Die Bundesrepublik Deutschland wird weltweit als ein Staat wahrgenommen, der seine sicherheitspolitischen Entscheidungen sorgfältig an völkerrechtlichen Kriterien ausrichtet. Andererseits haben sich in der Vergangenheit alle Bundesregierungen besondere Zurückhaltung auferlegt, wenn es um die öffentliche Beurteilung militärischer Aktionen ging, an denen Israel beteiligt war.
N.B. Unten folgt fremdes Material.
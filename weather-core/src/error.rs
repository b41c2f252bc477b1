//! Error taxonomy shared by the collector, the OpenWeather client and the
//! retry session.

use reqwest::StatusCode;
use thiserror::Error;

use crate::{input::Field, model::LocationQuery};

/// A single location field failed one of its rules.
#[derive(Debug, Clone, Copy, PartialEq, Eq, Error)]
pub enum ValidationError {
    #[error("{} cannot be empty.", .0.label())]
    Blank(Field),

    #[error("Valid {} codes are 2 characters.", .0.label().to_lowercase())]
    WrongLength(Field),

    #[error("{} cannot be numeric.", .0.label())]
    Numeric(Field),
}

impl ValidationError {
    pub fn field(&self) -> Field {
        match self {
            ValidationError::Blank(f) | ValidationError::WrongLength(f) | ValidationError::Numeric(f) => *f,
        }
    }
}

/// The input source could not deliver another line.
#[derive(Debug, Error)]
pub enum PromptError {
    /// The user backed out of the prompt (Esc / Ctrl-C).
    #[error("input cancelled by user")]
    Cancelled,

    #[error("failed to read input: {0}")]
    Io(#[from] std::io::Error),
}

/// A 200 response whose body does not have the expected shape.
#[derive(Debug, Error)]
pub enum ParseError {
    #[error("unexpected weather payload: {0}")]
    Json(#[from] serde_json::Error),

    #[error("weather payload contained no condition entries")]
    EmptyWeather,
}

/// Coarse classification of a failed fetch, used by the harness to pick a remedy.
#[derive(Debug, Clone, Copy, PartialEq, Eq, Hash)]
pub enum FetchErrorKind {
    ValidationRejected,
    AuthRejected,
    ServiceRejected,
    TransportError,
    DecodeError,
}

/// One fetch attempt against the weather service failed.
#[derive(Debug, Error)]
pub enum FetchError {
    #[error(
        "Invalid query: City ({}), state ({}), or country ({}) is incorrect",
        .query.city(), .query.state(), .query.country()
    )]
    LocationNotFound { query: LocationQuery },

    #[error("Invalid API key: check your configuration")]
    AuthRejected,

    #[error("Query issue (HTTP {status}): contact provider")]
    ServiceRejected { status: StatusCode },

    #[error("Error fetching weather data: {0}")]
    Transport(#[from] reqwest::Error),

    #[error("Malformed response from weather service: {0}")]
    Decode(#[from] ParseError),
}

impl FetchError {
    pub fn kind(&self) -> FetchErrorKind {
        match self {
            FetchError::LocationNotFound { .. } => FetchErrorKind::ValidationRejected,
            FetchError::AuthRejected => FetchErrorKind::AuthRejected,
            FetchError::ServiceRejected { .. } => FetchErrorKind::ServiceRejected,
            FetchError::Transport(_) => FetchErrorKind::TransportError,
            FetchError::Decode(_) => FetchErrorKind::DecodeError,
        }
    }
}

/// Outcome of a collect → fetch session that did not produce a report.
#[derive(Debug, Error)]
pub enum SessionError {
    #[error(transparent)]
    Input(#[from] PromptError),

    /// The remedy policy chose not to retry this failure.
    #[error(transparent)]
    Aborted(#[from] FetchError),
}

impl SessionError {
    pub fn is_cancelled(&self) -> bool {
        matches!(self, SessionError::Input(PromptError::Cancelled))
    }
}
In der arabischen Welt ist die deutsche Blindheit gegenüber israelischen Verletzungen des Völkerrechts oft kritisiert worden.

 

Bundeskanzlerin Merkel betonte in einer Rede in der Knesset am 18. März 2008 im Zusammenhang mit der Erörterung des iranischen Nuklearprogramms: »Diese historische Verantwortung Deutschlands ist Teil der Staatsräson meines Landes. Das heißt, die Sicherheit Israels ist für mich als deutsche Bundeskanzlerin niemals verhandelbar. Und wenn das so ist, dann dürfen das in der Stunde der Bewährung keine leeren Worte bleiben.«

 

Natürlich enthält eine solche Rede keine völkerrechtliche Verpflichtung Deutschlands, die ohne den Bundestag nicht zustande kommen könnte. Zudem gehört der Begriff der Staatsräson nicht in die völkerrechtliche Terminologie und nicht einmal in den Sprachgebrauch des deutschen Staatsrechts. Im Grundgesetz jedenfalls kommt dieses Wort nicht vor – es ist eine vordemokratische Formel. Es ist also lediglich eine politische Verpflichtung der Bundeskanzlerin, die aber jetzt in einen unauflösbaren Widerspruch zu der bekennenden Völkerrechtspolitik aller bisherigen Bundesregierungen zu geraten droht.

 

Was geschieht, wenn es Israel nicht gelänge, in einem Erstschlag die gesamte iranische Raketenrüstung zu zerstören? Wenn der Iran noch Raketen mit konventionellen Sprengköpfen auf Tel Aviv schießen kann? Dann ist Israels Sicherheit im Kern bedroht – allerdings handelte der Iran in diesem Szenario im Wege der Selbstverteidigung gegen einen völkerrechtswidrigen Angriff. Wo steht Deutschland dann? Auf der Seite des Völkerrechts oder auf der Seite der politischen Verpflichtungen seiner Bundeskanzlerin?

 

Es wäre gut, wenn die deutsche und die israelische Bevölkerung auf diese Frage rechtzeitig eine Antwort erhielten.